_ASSIGNMENT_: After counting the lines below that contain "juta", reply with that number alone.

┌──

//! Indonesian rendering of payment amounts for the spoken announcement.
//!
//! Construction rules: whole millions and whole thousands are rendered in
//! words ("satu juta", "sepuluh ribu"); a sub-thousand remainder after a
//! thousands clause is appended as the literal digit sequence; amounts under
//! a thousand are spoken as digits. Zero remainders produce no clause.

const UNITS: [&str; 10] = [
    "", "satu", "dua", "tiga", "empat", "lima", "enam", "tujuh", "delapan", "sembilan",
];

/// Words for 1..=999. Indonesian uses the "se-" prefix for a leading one:
/// sepuluh, sebelas, seratus.
fn small_words(n: i64) -> String {
    debug_assert!((1..=999).contains(&n));
    match n {
        1..=9 => UNITS[n as usize].to_string(),
        10 => "sepuluh".to_string(),
        11 => "sebelas".to_string(),
        12..=19 => format!("{} belas", UNITS[(n - 10) as usize]),
        20..=99 => {
            let tens = format!("{} puluh", UNITS[(n / 10) as usize]);
            if n % 10 == 0 {
                tens
            } else {
                format!("{tens} {}", UNITS[(n % 10) as usize])
            }
        }
        100..=199 => {
            if n == 100 {
                "seratus".to_string()
            } else {
                format!("seratus {}", small_words(n - 100))
            }
        }
        _ => {
            let hundreds = format!("{} ratus", UNITS[(n / 100) as usize]);
            if n % 100 == 0 {
                hundreds
            } else {
                format!("{hundreds} {}", small_words(n % 100))
            }
        }
    }
}

pub fn amount_in_words(amount: i64) -> String {
    if amount >= 1_000_000 {
        let millions = amount / 1_000_000;
        let remainder = amount % 1_000_000;
        // small_words only covers 1..=999; larger multipliers recurse.
        let clause = if millions == 1 {
            "satu juta".to_string()
        } else if millions <= 999 {
            format!("{} juta", small_words(millions))
        } else {
            format!("{} juta", amount_in_words(millions))
        };
        if remainder == 0 {
            clause
        } else {
            format!("{clause} {}", amount_in_words(remainder))
        }
    } else if amount >= 1_000 {
        let thousands = amount / 1_000;
        let remainder = amount % 1_000;
        let clause = if thousands == 1 {
            "seribu".to_string()
        } else {
            format!("{} ribu", small_words(thousands))
        };
        if remainder == 0 {
            clause
        } else {
            format!("{clause} {remainder}")
        }
    } else {
        amount.to_string()
    }
}

/// The full spoken phrase for a settled payment.
pub fn announcement_phrase(amount: i64) -> String {
    format!(
        "Pembayaran {} rupiah, berhasil diterima",
        amount_in_words(amount)
    )
}

/// Rupiah formatting for the silent status notification: dot thousands
/// separator, no fraction digits.
pub fn format_rupiah(amount: i64) -> String {
    let digits = amount.abs().to_string();
    let mut out = String::with_capacity(digits.len() + digits.len() / 3);
    for (i, ch) in digits.chars().enumerate() {
        if i > 0 && (digits.len() - i) % 3 == 0 {
            out.push('.');
        }
        out.push(ch);
    }
    if amount < 0 {
        format!("-{out}")
    } else {
        out
    }
}
pub mod api_error;
pub mod app;
pub mod config;
pub mod gateway;
pub mod order_handlers;
pub mod push;
pub mod repo;
pub mod sweeper;
pub mod webhook;

pub use app::{build_router, AppState};
pub use config::ServiceConfig;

└──

_EXERCISE RESPONSE_: 4